Collected data entries

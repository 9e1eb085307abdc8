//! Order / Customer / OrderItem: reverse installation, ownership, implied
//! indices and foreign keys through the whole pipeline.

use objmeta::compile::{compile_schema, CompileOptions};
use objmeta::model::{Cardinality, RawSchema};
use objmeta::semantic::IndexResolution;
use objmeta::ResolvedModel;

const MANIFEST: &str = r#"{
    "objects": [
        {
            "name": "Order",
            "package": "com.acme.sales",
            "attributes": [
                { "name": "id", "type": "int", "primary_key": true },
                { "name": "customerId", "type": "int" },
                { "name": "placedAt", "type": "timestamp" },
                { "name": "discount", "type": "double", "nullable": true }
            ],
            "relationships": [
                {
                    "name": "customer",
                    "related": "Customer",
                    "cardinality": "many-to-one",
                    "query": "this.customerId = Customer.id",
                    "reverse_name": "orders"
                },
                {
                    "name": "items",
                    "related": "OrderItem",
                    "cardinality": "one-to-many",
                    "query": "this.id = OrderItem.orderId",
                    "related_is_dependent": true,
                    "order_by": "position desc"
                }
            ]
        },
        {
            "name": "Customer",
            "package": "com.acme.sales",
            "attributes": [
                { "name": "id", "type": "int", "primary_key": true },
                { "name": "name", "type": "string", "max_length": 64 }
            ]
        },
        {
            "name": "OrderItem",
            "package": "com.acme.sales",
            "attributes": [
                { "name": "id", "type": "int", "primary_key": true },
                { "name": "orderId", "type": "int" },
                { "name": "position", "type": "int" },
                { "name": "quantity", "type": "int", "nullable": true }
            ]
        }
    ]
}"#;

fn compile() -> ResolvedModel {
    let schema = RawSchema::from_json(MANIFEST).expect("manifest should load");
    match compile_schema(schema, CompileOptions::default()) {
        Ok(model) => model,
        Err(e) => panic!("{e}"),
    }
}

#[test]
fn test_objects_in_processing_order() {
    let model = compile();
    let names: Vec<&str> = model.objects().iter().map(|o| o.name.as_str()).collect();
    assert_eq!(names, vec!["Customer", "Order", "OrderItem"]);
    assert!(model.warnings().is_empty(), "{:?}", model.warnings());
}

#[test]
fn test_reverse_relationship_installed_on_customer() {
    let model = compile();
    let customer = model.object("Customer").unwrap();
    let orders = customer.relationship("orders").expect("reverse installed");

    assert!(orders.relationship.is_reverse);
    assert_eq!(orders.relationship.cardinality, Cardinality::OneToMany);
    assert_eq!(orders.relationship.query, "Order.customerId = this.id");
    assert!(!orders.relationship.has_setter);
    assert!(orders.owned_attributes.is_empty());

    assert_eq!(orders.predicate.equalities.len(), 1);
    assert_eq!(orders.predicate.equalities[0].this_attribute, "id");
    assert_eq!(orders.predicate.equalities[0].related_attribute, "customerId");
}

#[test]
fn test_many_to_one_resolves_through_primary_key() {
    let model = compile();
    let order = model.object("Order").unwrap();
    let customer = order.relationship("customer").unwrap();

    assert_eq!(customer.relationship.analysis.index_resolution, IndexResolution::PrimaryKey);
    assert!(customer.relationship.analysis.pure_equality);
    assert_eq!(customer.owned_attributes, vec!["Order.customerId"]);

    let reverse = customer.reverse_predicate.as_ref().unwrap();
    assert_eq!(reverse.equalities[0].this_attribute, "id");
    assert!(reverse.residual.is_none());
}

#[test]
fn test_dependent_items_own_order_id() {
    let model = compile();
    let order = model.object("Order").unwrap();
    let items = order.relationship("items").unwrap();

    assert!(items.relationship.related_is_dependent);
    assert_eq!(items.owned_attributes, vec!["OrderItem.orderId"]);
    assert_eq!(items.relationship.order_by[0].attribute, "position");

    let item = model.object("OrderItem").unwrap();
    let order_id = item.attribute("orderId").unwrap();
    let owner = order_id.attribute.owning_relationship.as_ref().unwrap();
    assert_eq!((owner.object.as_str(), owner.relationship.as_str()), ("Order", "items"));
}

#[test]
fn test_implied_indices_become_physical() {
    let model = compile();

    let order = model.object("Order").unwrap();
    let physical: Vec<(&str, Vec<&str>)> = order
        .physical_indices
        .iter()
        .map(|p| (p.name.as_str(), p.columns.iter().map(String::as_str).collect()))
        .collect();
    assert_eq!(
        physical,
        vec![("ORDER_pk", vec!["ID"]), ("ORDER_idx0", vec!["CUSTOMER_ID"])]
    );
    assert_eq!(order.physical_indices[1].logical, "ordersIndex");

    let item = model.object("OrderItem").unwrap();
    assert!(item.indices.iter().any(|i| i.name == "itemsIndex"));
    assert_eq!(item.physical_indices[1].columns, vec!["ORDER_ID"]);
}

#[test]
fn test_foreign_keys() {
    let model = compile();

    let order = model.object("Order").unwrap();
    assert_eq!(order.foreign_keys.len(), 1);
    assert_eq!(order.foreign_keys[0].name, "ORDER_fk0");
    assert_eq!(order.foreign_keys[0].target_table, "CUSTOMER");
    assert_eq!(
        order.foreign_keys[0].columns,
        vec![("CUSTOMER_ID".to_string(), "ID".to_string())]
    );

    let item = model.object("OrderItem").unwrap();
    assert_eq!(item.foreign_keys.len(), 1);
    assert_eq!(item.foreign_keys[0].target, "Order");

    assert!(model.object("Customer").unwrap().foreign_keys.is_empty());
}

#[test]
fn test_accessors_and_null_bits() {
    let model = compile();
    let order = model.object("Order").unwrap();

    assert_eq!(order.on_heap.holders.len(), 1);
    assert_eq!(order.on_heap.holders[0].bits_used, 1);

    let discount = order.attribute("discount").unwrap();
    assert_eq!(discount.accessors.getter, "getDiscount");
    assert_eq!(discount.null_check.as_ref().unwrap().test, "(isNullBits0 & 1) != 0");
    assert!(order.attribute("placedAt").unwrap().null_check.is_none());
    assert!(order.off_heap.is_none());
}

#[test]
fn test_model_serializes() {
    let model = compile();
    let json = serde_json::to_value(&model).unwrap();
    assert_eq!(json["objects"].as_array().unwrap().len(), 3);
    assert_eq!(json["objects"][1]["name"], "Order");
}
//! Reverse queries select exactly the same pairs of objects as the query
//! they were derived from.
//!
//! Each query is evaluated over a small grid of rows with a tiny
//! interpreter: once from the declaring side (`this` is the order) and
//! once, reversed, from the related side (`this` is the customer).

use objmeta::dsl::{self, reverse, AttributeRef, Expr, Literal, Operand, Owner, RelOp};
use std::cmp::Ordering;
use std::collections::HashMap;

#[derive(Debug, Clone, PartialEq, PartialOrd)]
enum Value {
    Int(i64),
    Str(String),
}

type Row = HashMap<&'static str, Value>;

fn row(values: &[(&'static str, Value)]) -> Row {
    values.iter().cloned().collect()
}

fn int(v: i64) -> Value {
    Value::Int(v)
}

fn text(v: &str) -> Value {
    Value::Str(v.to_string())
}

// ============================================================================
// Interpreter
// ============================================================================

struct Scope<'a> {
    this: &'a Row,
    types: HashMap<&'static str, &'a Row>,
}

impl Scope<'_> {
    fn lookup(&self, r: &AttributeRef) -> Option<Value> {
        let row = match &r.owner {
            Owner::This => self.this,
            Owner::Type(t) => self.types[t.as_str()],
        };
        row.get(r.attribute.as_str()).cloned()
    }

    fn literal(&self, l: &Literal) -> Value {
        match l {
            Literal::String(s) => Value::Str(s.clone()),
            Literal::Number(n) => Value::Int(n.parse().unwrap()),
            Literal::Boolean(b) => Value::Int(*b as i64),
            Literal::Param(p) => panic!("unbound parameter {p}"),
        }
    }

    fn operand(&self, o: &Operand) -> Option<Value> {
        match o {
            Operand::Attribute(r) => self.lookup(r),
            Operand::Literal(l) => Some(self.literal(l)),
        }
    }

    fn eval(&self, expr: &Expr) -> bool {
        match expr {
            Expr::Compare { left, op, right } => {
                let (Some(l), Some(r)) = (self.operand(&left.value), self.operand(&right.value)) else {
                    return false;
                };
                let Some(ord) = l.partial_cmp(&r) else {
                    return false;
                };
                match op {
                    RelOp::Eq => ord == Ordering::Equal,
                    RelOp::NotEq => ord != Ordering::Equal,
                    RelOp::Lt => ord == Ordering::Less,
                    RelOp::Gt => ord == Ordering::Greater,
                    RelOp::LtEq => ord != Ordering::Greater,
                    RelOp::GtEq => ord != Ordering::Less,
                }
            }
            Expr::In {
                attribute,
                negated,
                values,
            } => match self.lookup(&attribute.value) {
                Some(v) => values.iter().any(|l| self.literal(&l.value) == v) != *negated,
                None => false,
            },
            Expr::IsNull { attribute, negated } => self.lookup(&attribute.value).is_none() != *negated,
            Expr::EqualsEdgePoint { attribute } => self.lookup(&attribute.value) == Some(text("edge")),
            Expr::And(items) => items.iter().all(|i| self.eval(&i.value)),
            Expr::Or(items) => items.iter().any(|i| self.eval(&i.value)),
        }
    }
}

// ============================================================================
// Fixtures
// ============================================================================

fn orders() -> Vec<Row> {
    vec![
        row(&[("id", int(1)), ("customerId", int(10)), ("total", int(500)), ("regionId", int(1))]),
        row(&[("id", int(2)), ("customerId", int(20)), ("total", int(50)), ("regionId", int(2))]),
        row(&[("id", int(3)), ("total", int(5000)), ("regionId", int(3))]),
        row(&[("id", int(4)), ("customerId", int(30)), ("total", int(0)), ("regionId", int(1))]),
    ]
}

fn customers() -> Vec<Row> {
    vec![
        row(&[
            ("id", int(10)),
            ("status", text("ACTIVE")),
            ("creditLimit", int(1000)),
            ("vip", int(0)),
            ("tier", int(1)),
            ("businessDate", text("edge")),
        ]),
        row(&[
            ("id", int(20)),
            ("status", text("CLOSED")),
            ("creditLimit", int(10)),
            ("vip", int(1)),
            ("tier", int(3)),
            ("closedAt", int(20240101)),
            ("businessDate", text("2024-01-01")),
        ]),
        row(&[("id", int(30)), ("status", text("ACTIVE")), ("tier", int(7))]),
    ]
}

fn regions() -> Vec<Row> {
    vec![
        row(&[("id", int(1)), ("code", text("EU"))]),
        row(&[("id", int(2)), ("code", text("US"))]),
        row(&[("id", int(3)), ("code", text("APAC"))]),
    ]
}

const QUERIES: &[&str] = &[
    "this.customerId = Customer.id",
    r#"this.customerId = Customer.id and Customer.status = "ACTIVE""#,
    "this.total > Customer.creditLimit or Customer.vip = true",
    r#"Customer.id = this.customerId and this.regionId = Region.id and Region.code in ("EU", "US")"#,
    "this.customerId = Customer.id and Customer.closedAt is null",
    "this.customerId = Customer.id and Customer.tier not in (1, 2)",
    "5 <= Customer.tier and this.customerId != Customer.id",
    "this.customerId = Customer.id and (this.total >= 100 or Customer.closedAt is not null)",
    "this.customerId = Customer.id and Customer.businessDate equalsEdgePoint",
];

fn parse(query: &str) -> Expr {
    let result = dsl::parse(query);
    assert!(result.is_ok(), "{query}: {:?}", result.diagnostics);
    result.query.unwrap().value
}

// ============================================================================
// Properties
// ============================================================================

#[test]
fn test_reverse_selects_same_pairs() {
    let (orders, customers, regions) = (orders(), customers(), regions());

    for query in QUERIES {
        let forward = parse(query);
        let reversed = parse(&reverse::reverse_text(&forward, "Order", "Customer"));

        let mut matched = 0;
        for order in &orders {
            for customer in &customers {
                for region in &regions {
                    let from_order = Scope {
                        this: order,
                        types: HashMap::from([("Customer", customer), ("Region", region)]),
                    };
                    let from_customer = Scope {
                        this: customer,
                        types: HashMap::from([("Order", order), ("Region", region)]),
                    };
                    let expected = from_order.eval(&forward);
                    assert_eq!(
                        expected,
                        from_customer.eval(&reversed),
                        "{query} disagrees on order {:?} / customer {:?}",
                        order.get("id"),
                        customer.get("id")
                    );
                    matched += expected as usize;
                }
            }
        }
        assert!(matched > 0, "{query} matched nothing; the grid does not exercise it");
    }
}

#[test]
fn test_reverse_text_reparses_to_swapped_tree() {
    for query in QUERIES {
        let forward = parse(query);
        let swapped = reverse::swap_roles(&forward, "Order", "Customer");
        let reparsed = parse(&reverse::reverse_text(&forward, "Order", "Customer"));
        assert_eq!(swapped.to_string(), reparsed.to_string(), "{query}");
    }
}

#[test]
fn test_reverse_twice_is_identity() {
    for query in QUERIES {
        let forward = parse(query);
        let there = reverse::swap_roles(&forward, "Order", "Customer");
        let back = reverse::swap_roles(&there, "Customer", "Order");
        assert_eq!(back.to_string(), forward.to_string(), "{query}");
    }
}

▶ WORK INSTRUCTIONS: The answer must consist of every line from the entries above that contains "equalities".

▶ OUTPUT:
    assert_eq!(orders.predicate.equalities.len(), 1);
    assert_eq!(orders.predicate.equalities[0].this_attribute, "id");
    assert_eq!(orders.predicate.equalities[0].related_attribute, "customerId");
    assert_eq!(reverse.equalities[0].this_attribute, "id");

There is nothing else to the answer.